Join ARCS OC on this field trip to UCI to attend the Distinctive Voices series Lecture
Presented by Michelle Khine, University of California, Irvine
Wednesday, May 8th, 2019 • 7:00 PM-8:00 PM
The Beckman Center, NAS, UCI campus
The challenge of micro- and nano-fabrication lies in the difficulties and costs associated with patterning at such high resolution. To make such promising technology—which could enable pervasive health monitoring and disease detection/surveillance—more accessible and pervasive, there is a critical need to develop a manufacturing approach such that prototypes as well as complete manufactured devices cost only pennies. To accomplish this, instead of relying on traditional fabrication techniques largely inherited from the semiconductor industry, we have developed a radically different approach. Leveraging the inherent heat-induced relaxation of pre-stressed thermoplastic sheets—commodity shrink-wrap film—we pattern in a variety of ways at the large scale and achieve desired structures by controlled shrinking down to 5% of the original, patterned sizes.

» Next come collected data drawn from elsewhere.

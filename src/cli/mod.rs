//! Command-line interface for fitting and scoring latent batches from files.

use clap::{Parser, Subcommand, ValueEnum};
use colored::*;
use std::path::{Path, PathBuf};
use std::time::Instant;

use crate::anomaly::{BoundaryNormalization, ConfidenceReport, ScoringMethod};
use crate::config::EngineConfig;
use crate::engine::ScoringEngine;
use crate::utils::{save_report_csv, save_report_json, BatchLoader};

// ─── Styling helpers ───────────────────────────────────────────────────────────

fn dim(s: &str) -> ColoredString   { s.truecolor(100, 100, 100) }
fn accent(s: &str) -> ColoredString { s.truecolor(120, 170, 255) }
fn muted(s: &str) -> ColoredString  { s.truecolor(140, 140, 140) }
fn ok(s: &str) -> ColoredString     { s.truecolor(100, 210, 120) }
fn warn(s: &str) -> ColoredString   { s.truecolor(230, 180, 80) }

fn step_ok(msg: &str) {
    println!("  {} {}", ok("✓"), msg);
}

fn step_warn(msg: &str) {
    println!("  {} {}", warn("!"), msg);
}

fn step_run(msg: &str) {
    print!("  {} {}... ", accent("›"), msg);
}

fn step_done(detail: &str) {
    println!("{} {}", ok("done"), dim(detail));
}

fn section(title: &str) {
    println!();
    println!("  {}", title.white().bold());
    println!("  {}", dim(&"─".repeat(56)));
}

// ─── CLI definition ────────────────────────────────────────────────────────────

#[derive(Parser)]
#[command(name = "latent-anomaly")]
#[command(version = env!("CARGO_PKG_VERSION"))]
#[command(about = "Multi-method anomaly scoring in a learned latent space")]
#[command(long_about = None)]
pub struct Cli {
    #[command(subcommand)]
    pub command: Commands,
}

/// Boundary normalization as accepted on the command line
#[derive(Debug, Clone, Copy, ValueEnum)]
pub enum NormalizationArg {
    Batch,
    Reference,
}

impl From<NormalizationArg> for BoundaryNormalization {
    fn from(arg: NormalizationArg) -> Self {
        match arg {
            NormalizationArg::Batch => BoundaryNormalization::Batch,
            NormalizationArg::Reference => BoundaryNormalization::Reference,
        }
    }
}

#[derive(Subcommand)]
pub enum Commands {
    /// Fit on reference latents and score a query batch
    Score {
        /// Reference latents (CSV, one sample per row)
        #[arg(short, long)]
        reference: PathBuf,

        /// Query latents to score
        #[arg(short, long)]
        query: PathBuf,

        /// Original query spectra
        #[arg(long)]
        original: PathBuf,

        /// Reconstructed query spectra
        #[arg(long)]
        reconstructed: PathBuf,

        /// Engine configuration (JSON); flags below override it
        #[arg(short, long)]
        config: Option<PathBuf>,

        /// Number of mixture components
        #[arg(long)]
        components: Option<usize>,

        /// Expected outlier fraction for the boundary model
        #[arg(long)]
        outlier_fraction: Option<f64>,

        /// How boundary decision values are normalized
        #[arg(long, value_enum)]
        normalization: Option<NormalizationArg>,

        /// Output report (.json writes JSON, anything else CSV)
        #[arg(short, long)]
        output: Option<PathBuf>,

        /// Number of most anomalous samples to list per method
        #[arg(long, default_value = "5")]
        top: usize,
    },

    /// Show shape and column types of a batch file
    Info {
        /// Batch file
        #[arg(short, long)]
        data: PathBuf,
    },
}

// ─── Score ─────────────────────────────────────────────────────────────────────

/// Options of the `score` subcommand that shape the engine configuration
pub struct ScoreOverrides {
    pub components: Option<usize>,
    pub outlier_fraction: Option<f64>,
    pub normalization: Option<NormalizationArg>,
}

/// Configuration file (or defaults) with command-line overrides applied
pub fn resolve_config(path: Option<&Path>, overrides: &ScoreOverrides) -> anyhow::Result<EngineConfig> {
    let mut config = match path {
        Some(p) => EngineConfig::from_json_file(p)?,
        None => EngineConfig::default(),
    };
    if let Some(n) = overrides.components {
        config = config.with_mixture_components(n);
    }
    if let Some(fraction) = overrides.outlier_fraction {
        config = config.with_outlier_fraction(fraction);
    }
    if let Some(normalization) = overrides.normalization {
        config = config.with_boundary_normalization(normalization.into());
    }
    config.validate()?;
    Ok(config)
}

#[allow(clippy::too_many_arguments)]
pub fn cmd_score(
    reference_path: &Path,
    query_path: &Path,
    original_path: &Path,
    reconstructed_path: &Path,
    config_path: Option<&Path>,
    overrides: ScoreOverrides,
    output: Option<&Path>,
    top: usize,
) -> anyhow::Result<()> {
    section("Score");

    let config = resolve_config(config_path, &overrides)?;
    let loader = BatchLoader::new();

    step_run("Loading batches");
    let start = Instant::now();
    let reference = loader.load_batch(reference_path)?;
    let query = loader.load_batch(query_path)?;
    let original = loader.load_batch(original_path)?;
    let reconstructed = loader.load_batch(reconstructed_path)?;
    step_done(&format!(
        "{} reference × {} dims, {} query in {:?}",
        reference.nrows(),
        reference.ncols(),
        query.nrows(),
        start.elapsed()
    ));

    step_run("Fitting models");
    let start = Instant::now();
    let engine = ScoringEngine::fit(&reference, config)?;
    step_done(&format!("{:?}", start.elapsed()));

    let covariance = engine.mahalanobis().model();
    if covariance.is_regularized() {
        step_warn(&format!("covariance ridged by {:.2e}", covariance.regularization));
    }
    if !engine.mixture().converged {
        step_warn(&format!(
            "mixture did not converge in {} iterations, using best model",
            engine.mixture().n_iter
        ));
    }

    step_run("Scoring query");
    let start = Instant::now();
    let report = engine.score(&query, &original, &reconstructed)?;
    step_done(&format!("{} samples in {:?}", report.len(), start.elapsed()));

    print_summary(&report);
    print_top(&report, top);

    if let Some(path) = output {
        let is_json = path
            .extension()
            .map(|e| e.eq_ignore_ascii_case("json"))
            .unwrap_or(false);
        if is_json {
            save_report_json(&report, path)?;
        } else {
            save_report_csv(&report, path)?;
        }
        step_ok(&format!("Report written to {}", path.display()));
    }

    println!();
    Ok(())
}

fn print_summary(report: &ConfidenceReport) {
    let Some(summary) = report.summary() else {
        return;
    };

    println!();
    println!(
        "  {:<16} {:>10} {:>10} {:>10}",
        muted("Method"),
        muted("Min"),
        muted("Mean"),
        muted("Max")
    );
    println!("  {}", dim(&"─".repeat(50)));
    for s in summary {
        println!(
            "  {:<16} {:>10.4} {:>10.4} {:>10.4}",
            s.method.as_str(),
            s.min,
            s.mean,
            s.max
        );
    }
}

fn print_top(report: &ConfidenceReport, top: usize) {
    if top == 0 || report.is_empty() {
        return;
    }

    println!();
    println!("  {}", muted("Most anomalous samples"));
    for method in ScoringMethod::ALL {
        let values = report.get(method);
        let listed: Vec<String> = report
            .rank(method)
            .into_iter()
            .take(top)
            .map(|i| format!("#{} ({:.3})", i, values[i]))
            .collect();
        println!("  {:<16} {}", method.as_str().cyan(), listed.join("  "));
    }
}

// ─── Info ──────────────────────────────────────────────────────────────────────

pub fn cmd_info(data_path: &Path) -> anyhow::Result<()> {
    section("Batch Info");

    let loader = BatchLoader::new();
    let (info, df) = loader.inspect_frame(data_path)?;

    println!("  {:<12} {}", muted("File"), info.path);
    println!("  {:<12} {}", muted("Rows"), info.n_rows);
    println!("  {:<12} {}", muted("Columns"), info.n_cols);
    println!("  {:<12} {:.2} KB", muted("Size"), info.file_size as f64 / 1024.0);
    println!();

    println!("  {:<20} {:<12} {:>6}", muted("Column"), muted("Type"), muted("Nulls"));
    println!("  {}", dim(&"─".repeat(40)));
    for col in df.get_columns() {
        println!(
            "  {:<20} {:<12} {:>6}",
            col.name(),
            format!("{:?}", col.dtype()).truecolor(140, 140, 140),
            col.null_count()
        );
    }

    println!();
    Ok(())
}
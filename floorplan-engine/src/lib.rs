pub mod collision;
pub mod command;
pub mod editor;
pub mod history;
pub mod pick;

pub mod errors {
    use floorplan_core::errors::ModelError;
    use thiserror::Error;

    #[derive(Debug, Error, Clone, PartialEq)]
    pub enum EngineError {
        #[error("entity with id {0} not found")]
        EntityNotFound(u64),
        #[error("wall with id {0} not found")]
        WallNotFound(u64),
        #[error("room with id {0} not found")]
        RoomNotFound(u64),
        #[error("entity with id {0} already exists")]
        DuplicateEntity(u64),
        #[error("no furniture drag in progress")]
        NoDragInProgress,
        #[error("no wall drawing in progress")]
        NoWallInProgress,
        #[error(transparent)]
        Model(#[from] ModelError),
    }
}

pub mod settings {
    use floorplan_core::grid::GridSettings;

    use crate::history::DEFAULT_MAX_HISTORY;
    use crate::pick::HitTolerance;

    /// 编辑会话的运行参数，通常由配置层转换而来。
    #[derive(Debug, Clone, PartialEq)]
    pub struct EditorSettings {
        pub grid: GridSettings,
        pub max_history: usize,
        pub hit_tolerance: HitTolerance,
        /// 新绘制墙体的最小长度，短于该值的拖拽会被丢弃。
        pub min_wall_length: f64,
        pub min_zoom: f64,
        pub max_zoom: f64,
        pub zoom_step: f64,
        /// 旋转命令每次转动的角度。
        pub rotation_step: f64,
    }

    impl EditorSettings {
        pub const DEFAULT_MIN_WALL_LENGTH: f64 = 10.0;
        pub const DEFAULT_MIN_ZOOM: f64 = 0.25;
        pub const DEFAULT_MAX_ZOOM: f64 = 3.0;
        pub const DEFAULT_ZOOM_STEP: f64 = 0.25;
        pub const DEFAULT_ROTATION_STEP: f64 = 90.0;

        /// 将缩放倍数限制在合法范围内，非法输入退化为 1 后再限制。
        pub fn clamp_zoom(&self, zoom: f64) -> f64 {
            let zoom = if zoom.is_finite() { zoom } else { 1.0 };
            let (low, high) = if self.min_zoom <= self.max_zoom {
                (self.min_zoom, self.max_zoom)
            } else {
                (self.max_zoom, self.min_zoom)
            };
            zoom.clamp(low, high)
        }
    }

    impl Default for EditorSettings {
        fn default() -> Self {
            Self {
                grid: GridSettings::default(),
                max_history: DEFAULT_MAX_HISTORY,
                hit_tolerance: HitTolerance::default(),
                min_wall_length: Self::DEFAULT_MIN_WALL_LENGTH,
                min_zoom: Self::DEFAULT_MIN_ZOOM,
                max_zoom: Self::DEFAULT_MAX_ZOOM,
                zoom_step: Self::DEFAULT_ZOOM_STEP,
                rotation_step: Self::DEFAULT_ROTATION_STEP,
            }
        }
    }

    #[cfg(test)]
    mod tests {
        use super::*;

        #[test]
        fn zoom_is_clamped_to_range() {
            let settings = EditorSettings::default();
            assert_eq!(settings.clamp_zoom(0.01), 0.25);
            assert_eq!(settings.clamp_zoom(10.0), 3.0);
            assert_eq!(settings.clamp_zoom(1.5), 1.5);
            assert_eq!(settings.clamp_zoom(f64::NAN), 1.0);
        }
    }
}

pub mod viewport {
    use floorplan_core::geometry::{Point2, Size2, Vector2};

    /// 记录视口状态（中心点、缩放与屏幕尺寸）。中心点为真实世界坐标。
    #[derive(Debug, Clone, Copy, PartialEq)]
    pub struct ViewportState {
        pub center: Point2,
        pub zoom: f64,
        /// 画布的屏幕像素尺寸，用于适配内容。
        pub size: Size2,
    }

    impl ViewportState {
        pub const DEFAULT_ZOOM: f64 = 1.0;
        pub const DEFAULT_SIZE: Size2 = Size2 {
            width: 1024.0,
            height: 768.0,
        };

        #[inline]
        pub fn pan(&mut self, delta: Vector2) {
            self.center = self.center.translate(delta);
        }
    }

    impl Default for ViewportState {
        fn default() -> Self {
            Self {
                center: Point2::ORIGIN,
                zoom: Self::DEFAULT_ZOOM,
                size: Self::DEFAULT_SIZE,
            }
        }
    }
}
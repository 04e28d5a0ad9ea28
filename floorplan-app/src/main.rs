use std::path::PathBuf;

use floorplan_config::{AppConfig, ConfigError};
use floorplan_frontend::CliOptions;
use tracing::{error, info, warn};
use tracing_subscriber::{EnvFilter, fmt};

fn main() {
    let mut args = std::env::args().skip(1);
    let mut config_override: Option<PathBuf> = None;
    let mut options = CliOptions::default();

    while let Some(arg) = args.next() {
        let slot = match arg.as_str() {
            "--config" => &mut config_override,
            "--open" => &mut options.open,
            "--save" => &mut options.save,
            other => {
                eprintln!("未知参数：{other}");
                std::process::exit(1);
            }
        };
        let Some(path) = args.next() else {
            eprintln!("`{arg}` 需要提供文件路径");
            std::process::exit(1);
        };
        *slot = Some(PathBuf::from(path));
    }

    let config = load_configuration(config_override);
    init_logging(&config);
    info!("启动平面图编辑器");

    if let Err(err) = floorplan_frontend::run_cli(&config, &options) {
        error!(error = %err, "CLI 前端执行失败");
        std::process::exit(1);
    }
}

fn load_configuration(override_path: Option<PathBuf>) -> AppConfig {
    match override_path {
        Some(path) => AppConfig::from_file(&path).unwrap_or_else(|err| {
            warn!(path = %path.display(), error = %err, "加载指定配置失败，使用默认配置");
            AppConfig::default()
        }),
        None => match AppConfig::discover() {
            Ok(cfg) => cfg,
            Err(err) => {
                match &err {
                    ConfigError::Io { path, .. } | ConfigError::Parse { path, .. } => {
                        warn!(path = %path.display(), error = %err, "加载默认配置失败，使用内建默认值");
                    }
                    ConfigError::Context { .. } | ConfigError::Invalid { .. } => {
                        warn!(error = %err, "加载默认配置失败，使用内建默认值");
                    }
                }
                AppConfig::default()
            }
        },
    }
}

fn init_logging(config: &AppConfig) {
    let filter =
        EnvFilter::try_new(config.logging.level.clone()).unwrap_or_else(|_| EnvFilter::new("info"));
    let _ = fmt().with_env_filter(filter).try_init();
}
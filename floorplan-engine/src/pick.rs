use floorplan_core::document::{EntityId, FloorPlan, FurnitureItem, Wall, WallEndpoint};
use floorplan_core::geometry::Point2;

/// 命中半径（缩放为 1 时的真实世界单位），实际半径随缩放反比变化。
#[derive(Debug, Clone, Copy, PartialEq)]
pub struct HitTolerance {
    pub endpoint: f64,
    pub body: f64,
}

impl HitTolerance {
    pub const DEFAULT_ENDPOINT: f64 = 20.0;
    pub const DEFAULT_BODY: f64 = 15.0;

    /// 按缩放倍数换算实际半径；非法缩放按 1 处理。
    pub fn scaled(&self, zoom: f64) -> Self {
        let zoom = if zoom.is_finite() && zoom > 0.0 {
            zoom
        } else {
            1.0
        };
        Self {
            endpoint: self.endpoint / zoom,
            body: self.body / zoom,
        }
    }
}

impl Default for HitTolerance {
    fn default() -> Self {
        Self {
            endpoint: Self::DEFAULT_ENDPOINT,
            body: Self::DEFAULT_BODY,
        }
    }
}

/// 拾取结果。
#[derive(Debug, Clone, Copy, PartialEq, Eq)]
pub enum Pick {
    WallEndpoint {
        wall: EntityId,
        endpoint: WallEndpoint,
    },
    WallBody(EntityId),
    Furniture(EntityId),
}

impl Pick {
    #[inline]
    pub fn entity(&self) -> EntityId {
        match *self {
            Pick::WallEndpoint { wall, .. } => wall,
            Pick::WallBody(wall) => wall,
            Pick::Furniture(id) => id,
        }
    }
}

/// 第一个端点落在半径内的墙，按插入顺序。
fn find_wall_endpoint_at(point: Point2, walls: &[Wall], radius: f64) -> Option<Pick> {
    walls.iter().find_map(|wall| {
        wall.endpoint_near(point, radius)
            .map(|endpoint| Pick::WallEndpoint {
                wall: wall.id,
                endpoint,
            })
    })
}

fn find_wall_body_at(point: Point2, walls: &[Wall], radius: f64) -> Option<Pick> {
    walls
        .iter()
        .find(|wall| wall.is_on_wall(point, radius))
        .map(|wall| Pick::WallBody(wall.id))
}

/// 返回第一个包含该点的家具（考虑旋转）。
pub fn find_furniture_at(point: Point2, items: &[FurnitureItem]) -> Option<Pick> {
    items
        .iter()
        .find(|item| item.contains_point(point))
        .map(|item| Pick::Furniture(item.id))
}

/// 平面图整体拾取：墙端点优先，其次家具，最后墙身。同一类内按插入顺序取第一个命中。
pub fn find_entity_at(
    point: Point2,
    plan: &FloorPlan,
    tolerance: HitTolerance,
    zoom: f64,
) -> Option<Pick> {
    let radii = tolerance.scaled(zoom);
    find_wall_endpoint_at(point, plan.walls(), radii.endpoint)
        .or_else(|| find_furniture_at(point, plan.furniture_items()))
        .or_else(|| find_wall_body_at(point, plan.walls(), radii.body))
}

The entire process takes only seconds yet enables us to ‘beat’ the limit inherent to traditional ‘top-down’ manufacturing approaches. With these tunable shape memory polymers, compatible with roll-to-roll as well as lithographic processing, we can robustly integrate various materials from thin metal films to various nanomaterials in order to achieve extremely high surface area, densified, and high aspect ratio nanostructures directly into our microsystems for conformal wearable sensors as well as other applications.